Alguns elementos da cultura camponesa recebem destaque. Toda a vida religiosa da aldeia gira em torno do Templo dos Ancestrais. Lá não se entra sem fazer a devida reverência, repetida três vezes. Os ancestrais são vistos como o pilar moral e religioso da comunidade. A preocupação da mãe de Bai Jiaxuan com a descendência se explica: uma família sem descendentes não poderá reverenciar seus ancestrais. É ali que a aldeia se reúne não somente para celebrar seus rituais, mas também para receber as comunicações mais importantes, para acordar regras de condutas coletivas, tudo diante do silêncio vigilante daqueles que vieram antes. Quando alguém se transforma em ancestral, seu funeral é um evento que pode durar mais de uma semana, dependendo das posses da família. Contratam-se músicos para tocarem durante dias sem cessar. Aliás, o gosto por cantores e por uma forma popular de ópera atravessa todo o livro — mesmo camponeses iletrados admiravam essa forma artística.

A rudeza da vida no campo é retratada de forma crua. A mortalidade infantil era tão alta que as crianças, ao nascer, recebiam apelidos temporários como Potrinho, Cachorrinho ou Coelhinho, ganhando nomes somente à época de entrar na escola, aos sete anos. As que ficavam pelo caminho eram enterradas no curral e misturadas aos excrementos dos animais para forjar um bom adubo para a terra a ser cultivada. É tudo muito direto, até grosseiro: em uma passagem se fala de um cadáver sendo devorado por vermes de vários tamanhos. A vida era difícil, eram muitas as ameaças: seca, banditismo, inundações, pragas de gafanhoto, epidemias e até mesmo “bolas de fogo” caídas do céu que destroem totalmente animais, casas e pessoas. Dizia a lenda que a aldeia já havia sido destruída cem vezes, o que aponta, exagero à parte, para a sua antiguidade.

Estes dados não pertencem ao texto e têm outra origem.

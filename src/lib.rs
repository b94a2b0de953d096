//! # hotbind - Runtime-Rebindable Keyboard and Gamepad Actions
//!
//! Applications declare logical actions (clicks, momentary switches, steps and ranged values)
//! and hotbind routes physical input to them through bindings the end user can change at
//! runtime.
//!
//! ## Features
//!
//! - **Four action shapes**: click, momentary, steps and range, each with an opaque handler
//! - **Source fusion**: a range action can be driven by an axis, up/down/center clicks and a
//!   velocity axis at once, combined into one clamped value
//! - **Binding capture**: an interactive recorder that pauses dispatch, debounces axis
//!   cross-talk and always restores the previous binding when abandoned
//! - **Injectable sources**: keyboard (crossterm), gamepad (gilrs, feature `gamepad`) or any
//!   [`InputSource`](input::InputSource) the caller provides
//!
//! ## Architecture
//!
//! - [`error`] - Centralized error types and handling
//! - [`range`] - Numeric helpers for axis interpolation and clamping
//! - [`binding`] - Physical bindings and the binding store
//! - [`action`] - Action definitions and handlers
//! - [`input`] - Raw events, event sources, the input manager and range combiner
//! - [`recorder`] - Binding capture state machine
//! - [`editor`] - Binding editor model and terminal rendering
//! - [`app`] - The [`Hotkeys`] facade and its input loop
//! - [`config`] - Settings and optional TOML persistence

// Core modules
pub mod error;
pub mod range;

// Binding model
pub mod action;
pub mod binding;

// Dispatch and capture
pub mod input;
pub mod recorder;

// Application-facing layer
pub mod app;
pub mod config;
pub mod editor;

// Re-export commonly used types for convenience
pub use error::{HotbindError, Result};

// Public API surface for external usage
pub use action::{ActionDefinition, ActionKind};
pub use app::Hotkeys;
pub use binding::{AxisBinding, BindingKey, BindingStore, ClickBinding, SavedBindings};
pub use config::HotkeysConfig;
pub use editor::{EditorEntry, EditorHandle, EditorTarget};
pub use input::{InputManager, InputSource, RawInputEvent};
pub use range::Span;

// Version information
pub const VERSION: &str = env!("CARGO_PKG_VERSION");
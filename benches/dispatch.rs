use criterion::{black_box, criterion_group, criterion_main, BenchmarkId, Criterion};
use hotbind::binding::{AxisBinding, BindingKey, BindingStore, ClickBinding};
use hotbind::{ActionDefinition, Hotkeys, HotkeysConfig, RawInputEvent};

fn build_hotkeys(action_count: usize) -> Hotkeys {
    let mut actions = Vec::with_capacity(action_count);
    let mut store = BindingStore::new();
    for i in 0..action_count {
        let id = format!("action {i}");
        match i % 3 {
            0 => {
                store.set_click(BindingKey::new(id.as_str()), ClickBinding::button(0, i));
                actions.push(ActionDefinition::click(id, || {}));
            }
            1 => {
                store.set_click(
                    BindingKey::new(id.as_str()),
                    ClickBinding::key(&format!("ctrl+f{i}")).expect("valid combo"),
                );
                actions.push(ActionDefinition::momentary(id, |v| {
                    black_box(v);
                }));
            }
            _ => {
                store.set_axis(id.as_str(), AxisBinding::new(0, i).with_deadzone(-0.05, 0.05));
                store.set_click(BindingKey::center(id.as_str()), ClickBinding::button(1, i));
                actions.push(ActionDefinition::range(id, (-100.0, 100.0), 5.0, |v| {
                    black_box(v);
                }));
            }
        }
    }
    Hotkeys::with_store(actions, store, &HotkeysConfig::default()).expect("valid action set")
}

fn bench_dispatch(c: &mut Criterion) {
    let mut group = c.benchmark_group("dispatch");

    for &count in &[10usize, 100, 1000] {
        let mut hotkeys = build_hotkeys(count);
        let events = [
            RawInputEvent::button(0, count / 2, true),
            RawInputEvent::button(0, count / 2, false),
            RawInputEvent::axis(0, 2, 0.75),
            RawInputEvent::key_down(["ctrl", "f1"]),
            RawInputEvent::key_up(["ctrl", "f1"]),
            RawInputEvent::button(3, 0, true),
        ];

        group.bench_with_input(BenchmarkId::new("mixed_events", count), &count, |b, _| {
            b.iter(|| {
                for event in &events {
                    black_box(hotkeys.process_event(black_box(event)));
                }
            })
        });
    }

    group.finish();
}

fn bench_reset(c: &mut Criterion) {
    let mut group = c.benchmark_group("reset");
    for &count in &[10usize, 100, 1000] {
        let mut hotkeys = build_hotkeys(count);
        group.bench_with_input(BenchmarkId::new("rebuild", count), &count, |b, _| {
            b.iter(|| hotkeys.reset())
        });
    }
    group.finish();
}

criterion_group!(benches, bench_dispatch, bench_reset);
criterion_main!(benches);
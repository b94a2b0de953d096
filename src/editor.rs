//! Binding editor boundary.
//!
//! [`model`] builds the rows the editor shows and the handle that resolves when it closes;
//! [`terminal`] draws them with ratatui for the demo binary.

pub mod model;
pub mod terminal;

pub use model::{
    editor_entries, print_axis, print_click, EditorEntry, EditorHandle, EditorTarget,
    GamepadNames, UNBOUND_LABEL,
};
pub(crate) use model::EditorCloser;
pub use terminal::{EditorClick, EditorTheme, EditorView, ScreenLayout, TerminalEditor};
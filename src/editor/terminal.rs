//! Terminal rendering of the binding editor
//!
//! Draws the editor rows, the `[ OK ]` / `[ Edit bindings ]` button and an action log with
//! ratatui, and maps mouse clicks back onto what was drawn.

use crate::editor::model::EditorEntry;
use crate::error::{HotbindError, Result};
use ratatui::crossterm::{
    event::{DisableMouseCapture, EnableMouseCapture},
    execute,
    terminal::{disable_raw_mode, enable_raw_mode, EnterAlternateScreen, LeaveAlternateScreen},
};
use ratatui::{
    backend::{Backend, CrosstermBackend},
    layout::{Constraint, Direction, Layout, Rect},
    style::{Color, Modifier, Style},
    text::{Line, Span},
    widgets::{Block, Borders, List, ListItem, Paragraph},
    Frame, Terminal,
};
use std::io::{self, Stdout};

type CrosstermTerminal = Terminal<CrosstermBackend<Stdout>>;

const OK_BUTTON: &str = "[ OK ]";
const EDIT_BUTTON: &str = "[ Edit bindings ]";
const TITLE_WIDTH: usize = 24;

/// Colors used by the editor screen
#[derive(Debug, Clone)]
pub struct EditorTheme {
    pub title: Style,
    pub binding: Style,
    /// Row currently capturing a binding
    pub recording: Style,
    pub button: Style,
    pub log: Style,
}

impl Default for EditorTheme {
    fn default() -> Self {
        Self {
            title: Style::default().add_modifier(Modifier::BOLD),
            binding: Style::default().fg(Color::Cyan),
            recording: Style::default().fg(Color::Black).bg(Color::LightBlue),
            button: Style::default().fg(Color::Black).bg(Color::White),
            log: Style::default().fg(Color::Gray),
        }
    }
}

/// What to draw in one frame.
#[derive(Debug, Clone, Copy)]
pub struct EditorView<'a> {
    pub entries: &'a [EditorEntry],
    pub log: &'a [String],
    pub editor_open: bool,
}

/// Something clickable on the editor screen.
#[derive(Debug, Clone, Copy, PartialEq, Eq)]
pub enum EditorClick {
    Entry(usize),
    Confirm,
    OpenEditor,
}

/// Screen regions of the last drawn frame.
#[derive(Debug, Clone, Default, PartialEq, Eq)]
pub struct ScreenLayout {
    pub rows: Vec<Rect>,
    pub button: Rect,
    pub log: Rect,
    pub list: Rect,
    pub editor_open: bool,
}

impl ScreenLayout {
    /// Split `area` for `entry_count` editor rows.
    pub fn compute(area: Rect, entry_count: usize, editor_open: bool) -> Self {
        let list_height = if editor_open {
            u16::try_from(entry_count).unwrap_or(u16::MAX).saturating_add(2)
        } else {
            0
        };
        let chunks = Layout::default()
            .direction(Direction::Vertical)
            .constraints(
                [
                    Constraint::Length(list_height),
                    Constraint::Length(1),
                    Constraint::Min(0),
                ]
                .as_ref(),
            )
            .split(area);
        let list = chunks[0];

        let inner_height = list.height.saturating_sub(2);
        let rows = (0..inner_height.min(u16::try_from(entry_count).unwrap_or(u16::MAX)))
            .map(|i| Rect::new(list.x + 1, list.y + 1 + i, list.width.saturating_sub(2), 1))
            .collect();

        let label = if editor_open { OK_BUTTON } else { EDIT_BUTTON };
        let button_width = u16::try_from(label.len()).unwrap_or(u16::MAX);
        let button = Rect::new(
            chunks[1].x,
            chunks[1].y,
            button_width.min(chunks[1].width),
            chunks[1].height,
        );

        Self {
            rows,
            button,
            log: chunks[2],
            list,
            editor_open,
        }
    }

    /// Which element, if any, sits under the given cell.
    pub fn hit(&self, column: u16, row: u16) -> Option<EditorClick> {
        let contains = |rect: &Rect| {
            column >= rect.x
                && column < rect.x.saturating_add(rect.width)
                && row >= rect.y
                && row < rect.y.saturating_add(rect.height)
        };
        if contains(&self.button) {
            return Some(if self.editor_open {
                EditorClick::Confirm
            } else {
                EditorClick::OpenEditor
            });
        }
        self.rows.iter().position(contains).map(EditorClick::Entry)
    }
}

/// Draw one frame of the editor screen into `frame`.
pub fn render_screen(frame: &mut Frame, view: &EditorView<'_>, theme: &EditorTheme) -> ScreenLayout {
    let layout = ScreenLayout::compute(frame.size(), view.entries.len(), view.editor_open);

    if view.editor_open {
        let items: Vec<ListItem> = view
            .entries
            .iter()
            .map(|entry| {
                let style = if entry.recording {
                    theme.recording
                } else {
                    theme.binding
                };
                ListItem::new(Line::from(vec![
                    Span::styled(
                        format!("{:<width$}", entry.title, width = TITLE_WIDTH),
                        theme.title,
                    ),
                    Span::styled(entry.label.clone(), style),
                ]))
            })
            .collect();
        let list = List::new(items).block(Block::default().borders(Borders::ALL).title("Hotkeys"));
        frame.render_widget(list, layout.list);
    }

    let label = if view.editor_open { OK_BUTTON } else { EDIT_BUTTON };
    frame.render_widget(
        Paragraph::new(Span::styled(label, theme.button)),
        layout.button,
    );

    let visible = usize::from(layout.log.height.saturating_sub(2));
    let start = view.log.len().saturating_sub(visible);
    let lines: Vec<Line> = view.log[start..]
        .iter()
        .map(|line| Line::from(Span::styled(line.as_str(), theme.log)))
        .collect();
    frame.render_widget(
        Paragraph::new(lines).block(Block::default().borders(Borders::ALL).title("Actions")),
        layout.log,
    );

    layout
}

/// Editor screen drawn on the real terminal
pub struct TerminalEditor {
    terminal: Option<CrosstermTerminal>,
    theme: EditorTheme,
    layout: ScreenLayout,
}

impl TerminalEditor {
    pub fn new() -> Self {
        Self::with_theme(EditorTheme::default())
    }

    pub fn with_theme(theme: EditorTheme) -> Self {
        Self {
            terminal: None,
            theme,
            layout: ScreenLayout::default(),
        }
    }

    /// Enter raw mode and the alternate screen, with mouse capture.
    pub fn initialize(&mut self) -> Result<()> {
        enable_raw_mode()?;
        let mut stdout = io::stdout();
        execute!(stdout, EnterAlternateScreen, EnableMouseCapture)?;

        let backend = CrosstermBackend::new(stdout);
        let terminal = Terminal::new(backend)?;
        self.terminal = Some(terminal);
        Ok(())
    }

    /// Restore the terminal.
    pub fn cleanup(&mut self) -> Result<()> {
        if self.terminal.is_some() {
            disable_raw_mode()?;
            execute!(io::stdout(), LeaveAlternateScreen, DisableMouseCapture)?;
            self.terminal = None;
        }
        Ok(())
    }

    /// Draw one frame. Fails if [`TerminalEditor::initialize`] has not run.
    pub fn draw(&mut self, view: &EditorView<'_>) -> Result<()> {
        let terminal = self
            .terminal
            .as_mut()
            .ok_or_else(|| HotbindError::ui("terminal not initialised"))?;
        self.layout = draw_on(terminal, view, &self.theme)?;
        Ok(())
    }

    /// Map a mouse click onto the last drawn frame.
    pub fn hit(&self, column: u16, row: u16) -> Option<EditorClick> {
        self.layout.hit(column, row)
    }
}

impl Default for TerminalEditor {
    fn default() -> Self {
        Self::new()
    }
}

impl Drop for TerminalEditor {
    fn drop(&mut self) {
        let _ = self.cleanup();
    }
}

fn draw_on<B: Backend>(
    terminal: &mut Terminal<B>,
    view: &EditorView<'_>,
    theme: &EditorTheme,
) -> Result<ScreenLayout> {
    let mut layout = ScreenLayout::default();
    terminal
        .draw(|frame| layout = render_screen(frame, view, theme))
        .map_err(|e| HotbindError::ui(format!("failed to draw binding editor: {e}")))?;
    Ok(layout)
}

#[cfg(test)]
mod tests {
    use super::*;
    use crate::binding::BindingKey;
    use crate::editor::model::EditorTarget;
    use ratatui::backend::TestBackend;

    fn entries() -> Vec<EditorEntry> {
        ["fire", "gear (Up)", "gear (Down)"]
            .iter()
            .map(|title| EditorEntry {
                target: EditorTarget::Click(BindingKey::new(*title)),
                title: title.to_string(),
                label: " ".to_string(),
                recording: false,
            })
            .collect()
    }

    fn screen_text(terminal: &Terminal<TestBackend>) -> String {
        let buffer = terminal.backend().buffer();
        let area = buffer.area;
        (0..area.height)
            .map(|y| {
                (0..area.width)
                    .map(|x| buffer.get(x, y).symbol())
                    .collect::<String>()
            })
            .collect::<Vec<_>>()
            .join("\n")
    }

    #[test]
    fn draw_before_initialize_fails() {
        let mut editor = TerminalEditor::new();
        let entries = entries();
        let result = editor.draw(&EditorView {
            entries: &entries,
            log: &[],
            editor_open: true,
        });
        assert!(matches!(result, Err(HotbindError::UIError { .. })));
    }

    #[test]
    fn rows_are_clickable_inside_the_border() {
        let layout = ScreenLayout::compute(Rect::new(0, 0, 60, 20), 3, true);
        assert_eq!(layout.hit(5, 0), None);
        assert_eq!(layout.hit(5, 1), Some(EditorClick::Entry(0)));
        assert_eq!(layout.hit(5, 3), Some(EditorClick::Entry(2)));
        assert_eq!(layout.hit(2, 5), Some(EditorClick::Confirm));
        assert_eq!(layout.hit(30, 5), None);
    }

    #[test]
    fn closed_editor_offers_edit_button() {
        let layout = ScreenLayout::compute(Rect::new(0, 0, 60, 20), 3, false);
        assert!(layout.rows.is_empty());
        assert_eq!(layout.hit(0, 0), Some(EditorClick::OpenEditor));
    }

    #[test]
    fn renders_rows_button_and_log() {
        let mut terminal = Terminal::new(TestBackend::new(60, 16)).unwrap();
        let entries = entries();
        let log = vec!["fire clicked".to_string()];
        let view = EditorView {
            entries: &entries,
            log: &log,
            editor_open: true,
        };
        let layout = draw_on(&mut terminal, &view, &EditorTheme::default()).unwrap();
        assert_eq!(layout.rows.len(), 3);

        let text = screen_text(&terminal);
        assert!(text.contains("gear (Down)"));
        assert!(text.contains(OK_BUTTON));
        assert!(text.contains("fire clicked"));
    }
}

Um tema tratado de forma aberta e nada delicada é o sexo. Surpreende a frequência de cenas sexuais: “seios generosos”, “nádegas roliças”, “lábios quentes” e quadris rebolando comparecem com frequência. Não se pode dizer que sejam o ponto alto do romance. A única cena em que aparece uma prática homossexual é descrita na forma de uma perversão condenável.

Personagens
O maior valor desta obra está na construção das personagens. Com muito poucos atores na cena central e inúmeros figurantes, o autor dá vida a seres de carne e osso que não somente são críveis e com personalidades bem marcadas, mas se transformam ao longo do livro, evitando o maniqueísmo. Sendo assim, Negrinho, ou Lu Zaoquai, é um menino travesso que não gosta da escola, depois torna-se parte de um bando de salteadores, integra o Exército Nacionalista, vira o principal discípulo de Mestre Zhu e por fim adere à revolução comunista, que irá condená-lo à morte de forma injusta. É um mundo de homens voltados para a conquista não somente da riqueza e de posições de poder, mas sobretudo da honra e da reputação, que valem ouro em uma sociedade face a face. A vingança é altamente apreciada e exercida com requintes de crueldade, às vezes muitos anos depois.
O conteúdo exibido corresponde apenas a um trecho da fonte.